Assignment: Only one number is expected here, namely how many lines of the entries below hold the string "plain".

##### Records for the exercise

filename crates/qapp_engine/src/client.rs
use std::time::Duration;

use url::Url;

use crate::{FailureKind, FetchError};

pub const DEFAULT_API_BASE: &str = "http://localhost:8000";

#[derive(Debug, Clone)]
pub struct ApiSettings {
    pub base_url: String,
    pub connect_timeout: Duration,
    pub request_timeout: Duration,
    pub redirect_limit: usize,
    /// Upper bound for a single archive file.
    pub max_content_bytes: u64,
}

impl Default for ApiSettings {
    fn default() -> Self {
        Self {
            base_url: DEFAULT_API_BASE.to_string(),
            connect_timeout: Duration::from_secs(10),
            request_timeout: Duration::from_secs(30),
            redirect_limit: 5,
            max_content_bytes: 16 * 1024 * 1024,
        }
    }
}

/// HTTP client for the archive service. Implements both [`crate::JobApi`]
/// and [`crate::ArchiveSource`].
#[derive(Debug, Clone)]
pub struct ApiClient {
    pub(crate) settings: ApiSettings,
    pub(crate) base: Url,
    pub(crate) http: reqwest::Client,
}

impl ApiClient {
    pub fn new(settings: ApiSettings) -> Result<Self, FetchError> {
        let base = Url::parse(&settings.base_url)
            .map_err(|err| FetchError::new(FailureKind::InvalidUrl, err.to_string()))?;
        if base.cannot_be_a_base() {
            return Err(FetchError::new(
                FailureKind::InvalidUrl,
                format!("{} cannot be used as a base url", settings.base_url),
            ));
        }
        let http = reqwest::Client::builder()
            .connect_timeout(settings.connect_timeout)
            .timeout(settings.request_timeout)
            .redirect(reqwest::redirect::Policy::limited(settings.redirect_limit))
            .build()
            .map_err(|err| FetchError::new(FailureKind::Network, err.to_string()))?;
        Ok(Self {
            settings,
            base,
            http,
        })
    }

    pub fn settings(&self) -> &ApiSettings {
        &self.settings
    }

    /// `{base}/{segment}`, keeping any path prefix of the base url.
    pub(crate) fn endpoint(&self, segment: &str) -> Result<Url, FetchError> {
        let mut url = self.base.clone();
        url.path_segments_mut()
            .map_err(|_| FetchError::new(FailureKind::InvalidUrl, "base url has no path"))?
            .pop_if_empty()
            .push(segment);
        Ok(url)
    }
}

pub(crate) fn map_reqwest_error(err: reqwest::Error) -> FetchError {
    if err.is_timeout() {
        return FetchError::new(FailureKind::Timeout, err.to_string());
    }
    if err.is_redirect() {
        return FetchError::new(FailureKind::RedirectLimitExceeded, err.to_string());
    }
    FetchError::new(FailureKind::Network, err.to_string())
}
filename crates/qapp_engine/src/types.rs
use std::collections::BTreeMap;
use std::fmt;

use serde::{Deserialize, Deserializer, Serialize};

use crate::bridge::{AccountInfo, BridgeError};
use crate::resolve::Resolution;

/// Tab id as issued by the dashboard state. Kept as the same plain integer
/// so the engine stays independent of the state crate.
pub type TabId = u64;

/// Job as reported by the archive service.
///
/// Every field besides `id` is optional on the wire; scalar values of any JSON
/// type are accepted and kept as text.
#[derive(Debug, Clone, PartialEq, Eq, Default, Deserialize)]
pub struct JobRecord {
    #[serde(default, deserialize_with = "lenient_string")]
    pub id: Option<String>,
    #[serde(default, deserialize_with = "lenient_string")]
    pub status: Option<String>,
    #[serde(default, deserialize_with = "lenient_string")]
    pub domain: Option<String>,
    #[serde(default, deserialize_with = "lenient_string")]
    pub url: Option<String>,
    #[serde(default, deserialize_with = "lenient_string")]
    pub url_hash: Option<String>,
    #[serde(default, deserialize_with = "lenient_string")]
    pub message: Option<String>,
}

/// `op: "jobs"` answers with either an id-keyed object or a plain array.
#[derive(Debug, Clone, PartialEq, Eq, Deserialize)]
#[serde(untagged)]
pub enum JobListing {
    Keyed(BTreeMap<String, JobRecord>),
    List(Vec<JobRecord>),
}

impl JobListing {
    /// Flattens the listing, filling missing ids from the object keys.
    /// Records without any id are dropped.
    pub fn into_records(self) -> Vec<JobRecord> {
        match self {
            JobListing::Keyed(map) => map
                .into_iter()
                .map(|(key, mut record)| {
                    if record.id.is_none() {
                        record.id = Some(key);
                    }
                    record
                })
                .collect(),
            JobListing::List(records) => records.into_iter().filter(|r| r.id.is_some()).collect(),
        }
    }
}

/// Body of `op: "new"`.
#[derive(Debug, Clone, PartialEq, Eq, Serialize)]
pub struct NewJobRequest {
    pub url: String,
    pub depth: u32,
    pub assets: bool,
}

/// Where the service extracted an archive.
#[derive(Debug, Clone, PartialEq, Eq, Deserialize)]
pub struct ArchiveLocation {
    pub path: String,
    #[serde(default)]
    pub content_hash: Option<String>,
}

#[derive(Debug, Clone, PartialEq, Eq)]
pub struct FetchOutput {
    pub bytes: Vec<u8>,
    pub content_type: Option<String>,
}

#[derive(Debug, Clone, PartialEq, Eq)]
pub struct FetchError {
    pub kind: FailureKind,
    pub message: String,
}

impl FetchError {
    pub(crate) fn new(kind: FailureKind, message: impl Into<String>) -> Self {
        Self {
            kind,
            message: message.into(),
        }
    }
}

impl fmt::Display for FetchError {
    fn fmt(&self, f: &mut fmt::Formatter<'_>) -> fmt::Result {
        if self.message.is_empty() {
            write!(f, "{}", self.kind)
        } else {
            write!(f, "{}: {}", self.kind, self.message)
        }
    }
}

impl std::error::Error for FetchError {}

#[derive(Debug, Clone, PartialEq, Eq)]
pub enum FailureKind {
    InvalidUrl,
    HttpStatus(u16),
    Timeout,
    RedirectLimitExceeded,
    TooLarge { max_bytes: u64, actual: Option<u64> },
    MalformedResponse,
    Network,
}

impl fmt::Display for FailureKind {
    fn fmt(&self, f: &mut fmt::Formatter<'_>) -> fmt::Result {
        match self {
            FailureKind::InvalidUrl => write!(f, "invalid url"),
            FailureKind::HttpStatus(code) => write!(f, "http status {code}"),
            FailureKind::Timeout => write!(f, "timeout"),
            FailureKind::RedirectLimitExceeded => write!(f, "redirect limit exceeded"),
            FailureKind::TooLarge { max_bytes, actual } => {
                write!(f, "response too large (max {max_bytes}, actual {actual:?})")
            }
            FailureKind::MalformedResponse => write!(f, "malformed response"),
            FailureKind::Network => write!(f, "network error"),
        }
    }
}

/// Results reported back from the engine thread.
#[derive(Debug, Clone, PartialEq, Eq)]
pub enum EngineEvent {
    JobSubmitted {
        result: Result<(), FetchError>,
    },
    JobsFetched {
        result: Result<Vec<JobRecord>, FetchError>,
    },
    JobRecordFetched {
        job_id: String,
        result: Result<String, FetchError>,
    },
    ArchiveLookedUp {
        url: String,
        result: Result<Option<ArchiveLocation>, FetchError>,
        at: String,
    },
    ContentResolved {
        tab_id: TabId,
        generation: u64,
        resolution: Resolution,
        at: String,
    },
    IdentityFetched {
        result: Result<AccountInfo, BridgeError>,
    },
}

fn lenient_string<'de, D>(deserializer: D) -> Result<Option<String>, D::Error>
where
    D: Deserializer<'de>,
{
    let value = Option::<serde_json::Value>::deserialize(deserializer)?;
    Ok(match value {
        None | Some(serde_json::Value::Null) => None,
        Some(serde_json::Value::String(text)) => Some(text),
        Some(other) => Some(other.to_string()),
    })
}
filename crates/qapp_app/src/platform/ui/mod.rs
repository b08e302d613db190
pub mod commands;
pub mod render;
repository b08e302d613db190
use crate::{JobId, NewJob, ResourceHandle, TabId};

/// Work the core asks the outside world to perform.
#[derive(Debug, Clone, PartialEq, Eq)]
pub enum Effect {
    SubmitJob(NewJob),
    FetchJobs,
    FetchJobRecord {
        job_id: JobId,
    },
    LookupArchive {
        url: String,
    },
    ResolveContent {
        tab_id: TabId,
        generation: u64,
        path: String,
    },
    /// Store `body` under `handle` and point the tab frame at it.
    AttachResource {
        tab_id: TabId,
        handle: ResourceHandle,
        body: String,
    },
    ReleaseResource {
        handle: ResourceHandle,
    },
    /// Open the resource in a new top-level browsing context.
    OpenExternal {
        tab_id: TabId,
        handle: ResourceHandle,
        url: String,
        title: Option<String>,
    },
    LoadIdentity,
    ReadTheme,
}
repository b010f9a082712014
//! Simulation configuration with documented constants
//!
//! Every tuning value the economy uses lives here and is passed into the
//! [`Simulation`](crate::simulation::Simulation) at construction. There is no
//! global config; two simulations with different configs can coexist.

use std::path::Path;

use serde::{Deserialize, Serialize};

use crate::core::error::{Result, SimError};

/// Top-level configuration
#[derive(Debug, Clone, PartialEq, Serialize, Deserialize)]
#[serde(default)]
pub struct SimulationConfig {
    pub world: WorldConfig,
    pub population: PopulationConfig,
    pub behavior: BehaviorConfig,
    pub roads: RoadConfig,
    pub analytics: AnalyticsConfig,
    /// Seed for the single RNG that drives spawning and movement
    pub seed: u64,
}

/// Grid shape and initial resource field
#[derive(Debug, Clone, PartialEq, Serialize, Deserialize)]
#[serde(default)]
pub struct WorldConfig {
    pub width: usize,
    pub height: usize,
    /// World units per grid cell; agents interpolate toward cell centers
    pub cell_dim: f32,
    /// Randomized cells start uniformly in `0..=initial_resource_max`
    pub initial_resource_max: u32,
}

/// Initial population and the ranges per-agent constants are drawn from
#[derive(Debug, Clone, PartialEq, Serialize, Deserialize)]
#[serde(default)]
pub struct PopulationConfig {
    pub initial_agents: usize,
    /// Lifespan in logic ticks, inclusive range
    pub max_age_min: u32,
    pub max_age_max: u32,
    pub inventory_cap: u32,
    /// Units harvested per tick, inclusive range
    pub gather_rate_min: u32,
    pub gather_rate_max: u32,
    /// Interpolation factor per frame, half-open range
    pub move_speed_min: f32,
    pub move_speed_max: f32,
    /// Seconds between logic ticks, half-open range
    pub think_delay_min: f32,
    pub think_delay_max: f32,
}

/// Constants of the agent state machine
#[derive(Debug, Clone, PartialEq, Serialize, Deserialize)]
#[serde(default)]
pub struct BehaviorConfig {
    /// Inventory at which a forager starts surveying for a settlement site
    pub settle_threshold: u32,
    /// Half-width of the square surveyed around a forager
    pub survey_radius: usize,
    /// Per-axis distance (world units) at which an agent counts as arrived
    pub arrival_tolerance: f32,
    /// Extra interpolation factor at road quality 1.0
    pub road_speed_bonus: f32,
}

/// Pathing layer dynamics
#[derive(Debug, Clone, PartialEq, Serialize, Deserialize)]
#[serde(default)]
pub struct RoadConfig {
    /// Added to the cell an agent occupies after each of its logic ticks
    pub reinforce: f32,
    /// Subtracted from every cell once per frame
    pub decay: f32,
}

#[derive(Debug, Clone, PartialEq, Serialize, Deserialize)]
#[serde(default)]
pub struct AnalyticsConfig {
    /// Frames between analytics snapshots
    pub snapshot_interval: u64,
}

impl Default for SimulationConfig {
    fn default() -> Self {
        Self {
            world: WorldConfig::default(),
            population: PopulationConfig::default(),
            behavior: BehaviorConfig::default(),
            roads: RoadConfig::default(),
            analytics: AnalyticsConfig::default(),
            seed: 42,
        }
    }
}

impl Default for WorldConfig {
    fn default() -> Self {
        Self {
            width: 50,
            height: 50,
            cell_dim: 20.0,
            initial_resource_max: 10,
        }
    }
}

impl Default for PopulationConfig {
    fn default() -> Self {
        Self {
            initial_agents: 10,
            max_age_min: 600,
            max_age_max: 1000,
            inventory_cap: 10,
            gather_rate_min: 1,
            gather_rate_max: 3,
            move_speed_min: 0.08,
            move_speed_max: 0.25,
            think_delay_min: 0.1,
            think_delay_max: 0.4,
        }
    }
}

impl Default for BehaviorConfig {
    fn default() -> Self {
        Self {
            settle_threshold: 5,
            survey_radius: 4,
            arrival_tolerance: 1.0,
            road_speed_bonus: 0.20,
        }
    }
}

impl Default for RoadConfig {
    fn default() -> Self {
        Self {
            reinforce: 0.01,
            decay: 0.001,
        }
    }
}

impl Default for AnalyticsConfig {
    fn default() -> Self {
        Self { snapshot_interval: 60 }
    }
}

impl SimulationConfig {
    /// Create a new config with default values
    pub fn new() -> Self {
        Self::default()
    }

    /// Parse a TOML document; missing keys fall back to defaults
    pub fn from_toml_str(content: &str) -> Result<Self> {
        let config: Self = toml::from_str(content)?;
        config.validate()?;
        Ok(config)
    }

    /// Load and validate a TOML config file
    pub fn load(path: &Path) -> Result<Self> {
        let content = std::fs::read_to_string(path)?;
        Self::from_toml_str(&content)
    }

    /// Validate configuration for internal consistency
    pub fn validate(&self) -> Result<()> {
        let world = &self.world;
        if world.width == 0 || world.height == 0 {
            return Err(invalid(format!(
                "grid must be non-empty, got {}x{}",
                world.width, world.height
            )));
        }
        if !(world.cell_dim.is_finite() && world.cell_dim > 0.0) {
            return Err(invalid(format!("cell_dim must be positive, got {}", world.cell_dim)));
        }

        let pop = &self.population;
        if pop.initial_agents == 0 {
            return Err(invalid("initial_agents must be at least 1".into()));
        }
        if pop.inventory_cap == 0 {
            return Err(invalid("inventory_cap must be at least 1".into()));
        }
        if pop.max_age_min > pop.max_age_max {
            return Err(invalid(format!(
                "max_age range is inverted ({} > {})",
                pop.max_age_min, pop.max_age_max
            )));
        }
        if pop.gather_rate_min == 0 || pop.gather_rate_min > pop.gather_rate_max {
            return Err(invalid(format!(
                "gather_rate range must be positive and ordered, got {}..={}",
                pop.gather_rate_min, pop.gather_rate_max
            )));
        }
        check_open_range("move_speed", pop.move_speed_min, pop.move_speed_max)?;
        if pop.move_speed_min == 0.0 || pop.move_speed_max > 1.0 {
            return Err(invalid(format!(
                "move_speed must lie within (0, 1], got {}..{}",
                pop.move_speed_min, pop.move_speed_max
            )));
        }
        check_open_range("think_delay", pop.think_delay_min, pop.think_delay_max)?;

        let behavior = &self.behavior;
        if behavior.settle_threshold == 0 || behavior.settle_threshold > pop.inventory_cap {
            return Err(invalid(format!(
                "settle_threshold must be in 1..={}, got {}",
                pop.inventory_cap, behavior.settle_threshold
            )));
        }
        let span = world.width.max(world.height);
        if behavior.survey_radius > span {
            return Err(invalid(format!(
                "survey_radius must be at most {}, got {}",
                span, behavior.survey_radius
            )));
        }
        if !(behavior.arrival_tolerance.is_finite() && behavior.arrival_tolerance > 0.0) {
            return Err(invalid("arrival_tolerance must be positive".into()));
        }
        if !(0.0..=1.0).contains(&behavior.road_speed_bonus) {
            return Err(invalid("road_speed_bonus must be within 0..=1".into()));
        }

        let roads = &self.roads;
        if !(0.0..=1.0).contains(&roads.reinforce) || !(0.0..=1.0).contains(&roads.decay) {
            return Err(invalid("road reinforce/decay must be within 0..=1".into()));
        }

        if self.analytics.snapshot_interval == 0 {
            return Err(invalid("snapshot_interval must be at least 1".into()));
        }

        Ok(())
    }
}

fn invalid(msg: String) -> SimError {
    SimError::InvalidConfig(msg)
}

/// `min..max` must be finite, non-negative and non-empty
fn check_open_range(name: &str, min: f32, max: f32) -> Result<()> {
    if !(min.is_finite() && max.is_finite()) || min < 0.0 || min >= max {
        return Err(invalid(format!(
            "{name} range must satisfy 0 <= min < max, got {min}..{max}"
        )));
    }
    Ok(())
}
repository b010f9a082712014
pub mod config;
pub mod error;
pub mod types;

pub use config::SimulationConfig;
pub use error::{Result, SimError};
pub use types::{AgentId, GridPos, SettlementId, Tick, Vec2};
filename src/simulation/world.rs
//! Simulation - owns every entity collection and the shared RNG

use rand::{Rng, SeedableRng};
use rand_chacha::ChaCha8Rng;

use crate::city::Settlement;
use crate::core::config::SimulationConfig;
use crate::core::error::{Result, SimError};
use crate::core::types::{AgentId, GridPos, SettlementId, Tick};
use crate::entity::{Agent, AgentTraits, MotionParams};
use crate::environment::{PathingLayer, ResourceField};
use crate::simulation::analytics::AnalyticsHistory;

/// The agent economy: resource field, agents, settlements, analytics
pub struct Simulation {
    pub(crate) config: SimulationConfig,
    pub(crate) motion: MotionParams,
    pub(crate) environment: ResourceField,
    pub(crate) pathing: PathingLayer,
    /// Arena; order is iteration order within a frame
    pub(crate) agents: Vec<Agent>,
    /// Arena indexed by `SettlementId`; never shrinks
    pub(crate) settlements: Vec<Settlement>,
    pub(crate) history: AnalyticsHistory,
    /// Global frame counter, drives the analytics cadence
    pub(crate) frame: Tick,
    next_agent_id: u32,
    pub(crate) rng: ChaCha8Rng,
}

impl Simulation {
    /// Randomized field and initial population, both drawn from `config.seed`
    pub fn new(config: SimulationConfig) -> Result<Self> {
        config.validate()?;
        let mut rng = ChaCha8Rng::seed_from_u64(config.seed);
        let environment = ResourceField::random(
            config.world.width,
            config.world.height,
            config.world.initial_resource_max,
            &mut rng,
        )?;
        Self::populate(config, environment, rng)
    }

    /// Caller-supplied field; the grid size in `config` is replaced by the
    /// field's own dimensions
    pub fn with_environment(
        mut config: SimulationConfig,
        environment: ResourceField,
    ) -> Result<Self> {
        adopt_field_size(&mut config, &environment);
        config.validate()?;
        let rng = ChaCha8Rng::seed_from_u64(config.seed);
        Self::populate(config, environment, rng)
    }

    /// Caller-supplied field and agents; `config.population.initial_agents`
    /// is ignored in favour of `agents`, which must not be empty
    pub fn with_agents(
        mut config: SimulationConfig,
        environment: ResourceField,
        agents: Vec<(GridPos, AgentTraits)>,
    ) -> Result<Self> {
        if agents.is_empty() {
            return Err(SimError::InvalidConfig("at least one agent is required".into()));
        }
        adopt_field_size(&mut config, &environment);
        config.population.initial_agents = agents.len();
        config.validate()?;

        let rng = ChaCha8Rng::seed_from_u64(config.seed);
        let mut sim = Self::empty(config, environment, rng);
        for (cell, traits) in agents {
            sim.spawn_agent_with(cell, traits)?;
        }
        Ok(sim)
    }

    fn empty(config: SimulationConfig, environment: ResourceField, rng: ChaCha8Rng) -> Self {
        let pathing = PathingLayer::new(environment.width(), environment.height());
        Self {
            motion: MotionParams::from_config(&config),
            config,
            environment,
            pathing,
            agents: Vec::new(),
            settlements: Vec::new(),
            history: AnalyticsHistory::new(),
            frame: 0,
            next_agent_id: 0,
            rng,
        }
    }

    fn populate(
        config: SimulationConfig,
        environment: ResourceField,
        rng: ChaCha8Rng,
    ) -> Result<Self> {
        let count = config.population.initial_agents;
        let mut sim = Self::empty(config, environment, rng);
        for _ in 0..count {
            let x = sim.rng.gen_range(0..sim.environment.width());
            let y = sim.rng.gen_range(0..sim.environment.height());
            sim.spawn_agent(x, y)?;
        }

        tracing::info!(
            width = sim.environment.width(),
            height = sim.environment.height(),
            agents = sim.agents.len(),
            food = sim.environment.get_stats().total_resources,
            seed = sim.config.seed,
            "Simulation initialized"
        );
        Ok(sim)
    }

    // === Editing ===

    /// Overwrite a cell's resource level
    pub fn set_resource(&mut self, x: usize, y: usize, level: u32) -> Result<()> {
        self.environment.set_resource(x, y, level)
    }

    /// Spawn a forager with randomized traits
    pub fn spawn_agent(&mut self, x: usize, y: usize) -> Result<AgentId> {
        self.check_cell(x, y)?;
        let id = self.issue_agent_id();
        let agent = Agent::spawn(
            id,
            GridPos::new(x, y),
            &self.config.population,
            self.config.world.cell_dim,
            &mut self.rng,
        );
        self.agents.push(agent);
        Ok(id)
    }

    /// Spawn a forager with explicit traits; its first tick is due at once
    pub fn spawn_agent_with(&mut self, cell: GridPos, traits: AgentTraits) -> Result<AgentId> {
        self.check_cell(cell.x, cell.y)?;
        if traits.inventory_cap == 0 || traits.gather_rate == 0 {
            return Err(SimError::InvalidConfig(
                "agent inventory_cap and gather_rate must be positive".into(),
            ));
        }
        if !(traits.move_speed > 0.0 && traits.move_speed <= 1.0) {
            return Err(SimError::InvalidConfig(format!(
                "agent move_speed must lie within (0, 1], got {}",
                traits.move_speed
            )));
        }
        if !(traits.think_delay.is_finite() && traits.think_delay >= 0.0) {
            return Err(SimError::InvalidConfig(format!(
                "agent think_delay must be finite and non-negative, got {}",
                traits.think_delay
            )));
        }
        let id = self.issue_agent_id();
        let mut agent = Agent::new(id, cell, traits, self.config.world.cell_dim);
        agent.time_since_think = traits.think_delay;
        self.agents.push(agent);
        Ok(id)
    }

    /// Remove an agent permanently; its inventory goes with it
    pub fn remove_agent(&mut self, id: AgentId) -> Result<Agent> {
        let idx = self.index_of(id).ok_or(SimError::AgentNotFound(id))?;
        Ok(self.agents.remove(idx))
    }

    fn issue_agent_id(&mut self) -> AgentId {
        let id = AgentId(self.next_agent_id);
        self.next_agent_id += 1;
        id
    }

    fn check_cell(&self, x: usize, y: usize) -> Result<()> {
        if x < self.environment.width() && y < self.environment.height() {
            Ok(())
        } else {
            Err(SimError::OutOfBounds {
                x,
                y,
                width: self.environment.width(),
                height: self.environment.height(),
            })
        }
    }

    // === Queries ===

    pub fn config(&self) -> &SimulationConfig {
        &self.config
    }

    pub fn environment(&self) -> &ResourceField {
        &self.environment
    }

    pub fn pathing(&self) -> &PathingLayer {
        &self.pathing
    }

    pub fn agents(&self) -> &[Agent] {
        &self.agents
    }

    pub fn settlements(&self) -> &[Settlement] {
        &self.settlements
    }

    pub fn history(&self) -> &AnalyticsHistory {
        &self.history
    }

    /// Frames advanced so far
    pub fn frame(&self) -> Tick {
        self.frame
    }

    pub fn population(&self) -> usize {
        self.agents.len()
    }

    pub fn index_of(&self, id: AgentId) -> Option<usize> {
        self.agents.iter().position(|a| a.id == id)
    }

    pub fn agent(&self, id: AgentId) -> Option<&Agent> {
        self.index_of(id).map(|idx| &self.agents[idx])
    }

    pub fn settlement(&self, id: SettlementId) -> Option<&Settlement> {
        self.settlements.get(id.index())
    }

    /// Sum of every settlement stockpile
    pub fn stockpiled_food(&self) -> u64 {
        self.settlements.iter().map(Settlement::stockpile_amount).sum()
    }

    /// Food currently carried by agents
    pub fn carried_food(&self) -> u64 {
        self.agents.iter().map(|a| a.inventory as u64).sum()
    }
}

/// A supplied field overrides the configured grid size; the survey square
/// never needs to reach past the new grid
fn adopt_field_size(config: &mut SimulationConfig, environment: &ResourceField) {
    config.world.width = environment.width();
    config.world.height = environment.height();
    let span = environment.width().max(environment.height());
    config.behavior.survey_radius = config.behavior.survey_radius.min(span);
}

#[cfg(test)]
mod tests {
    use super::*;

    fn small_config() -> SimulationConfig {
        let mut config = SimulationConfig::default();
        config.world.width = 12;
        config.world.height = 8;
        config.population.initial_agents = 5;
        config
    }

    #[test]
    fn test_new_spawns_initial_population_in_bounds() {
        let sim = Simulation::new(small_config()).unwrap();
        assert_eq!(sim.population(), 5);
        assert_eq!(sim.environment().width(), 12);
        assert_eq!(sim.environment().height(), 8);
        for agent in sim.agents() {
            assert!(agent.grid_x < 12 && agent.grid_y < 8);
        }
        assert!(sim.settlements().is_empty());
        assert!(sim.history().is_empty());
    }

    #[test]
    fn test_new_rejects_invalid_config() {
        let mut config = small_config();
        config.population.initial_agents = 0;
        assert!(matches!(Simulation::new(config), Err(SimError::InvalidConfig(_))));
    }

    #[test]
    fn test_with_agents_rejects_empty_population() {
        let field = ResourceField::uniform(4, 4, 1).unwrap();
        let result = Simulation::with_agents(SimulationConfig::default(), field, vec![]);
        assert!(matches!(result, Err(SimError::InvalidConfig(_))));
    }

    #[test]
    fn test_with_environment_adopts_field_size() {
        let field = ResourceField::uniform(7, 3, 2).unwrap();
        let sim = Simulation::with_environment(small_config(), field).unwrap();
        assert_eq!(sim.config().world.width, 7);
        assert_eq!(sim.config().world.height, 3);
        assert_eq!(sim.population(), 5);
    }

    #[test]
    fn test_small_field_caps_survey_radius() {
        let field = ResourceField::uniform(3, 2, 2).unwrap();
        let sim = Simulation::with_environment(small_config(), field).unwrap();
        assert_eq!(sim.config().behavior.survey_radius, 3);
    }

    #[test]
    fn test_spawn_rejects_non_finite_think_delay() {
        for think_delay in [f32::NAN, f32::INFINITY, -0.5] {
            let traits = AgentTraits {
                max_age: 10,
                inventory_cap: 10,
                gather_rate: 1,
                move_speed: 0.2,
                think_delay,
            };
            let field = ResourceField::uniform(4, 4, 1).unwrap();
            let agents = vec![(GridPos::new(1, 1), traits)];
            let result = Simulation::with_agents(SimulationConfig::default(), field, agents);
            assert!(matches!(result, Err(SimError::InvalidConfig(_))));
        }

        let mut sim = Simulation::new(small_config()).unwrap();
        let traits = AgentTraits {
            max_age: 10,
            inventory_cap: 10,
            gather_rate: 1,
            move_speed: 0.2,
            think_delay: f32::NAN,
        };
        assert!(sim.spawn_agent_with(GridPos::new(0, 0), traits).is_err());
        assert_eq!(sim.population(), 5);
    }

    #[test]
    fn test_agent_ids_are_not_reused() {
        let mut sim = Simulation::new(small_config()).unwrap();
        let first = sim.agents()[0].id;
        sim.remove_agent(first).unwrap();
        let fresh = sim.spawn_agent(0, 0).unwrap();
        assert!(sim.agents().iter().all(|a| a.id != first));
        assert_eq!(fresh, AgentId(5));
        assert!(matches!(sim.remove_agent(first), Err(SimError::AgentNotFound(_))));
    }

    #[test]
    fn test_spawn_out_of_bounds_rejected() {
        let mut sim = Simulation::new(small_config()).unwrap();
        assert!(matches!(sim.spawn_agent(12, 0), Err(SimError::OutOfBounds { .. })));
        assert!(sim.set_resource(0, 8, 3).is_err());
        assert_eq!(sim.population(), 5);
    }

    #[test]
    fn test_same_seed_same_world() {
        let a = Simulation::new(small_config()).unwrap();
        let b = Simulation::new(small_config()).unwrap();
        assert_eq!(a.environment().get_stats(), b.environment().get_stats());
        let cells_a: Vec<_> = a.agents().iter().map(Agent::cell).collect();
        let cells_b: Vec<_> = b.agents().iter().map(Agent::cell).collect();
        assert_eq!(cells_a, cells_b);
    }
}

##########

Reply to the task: 2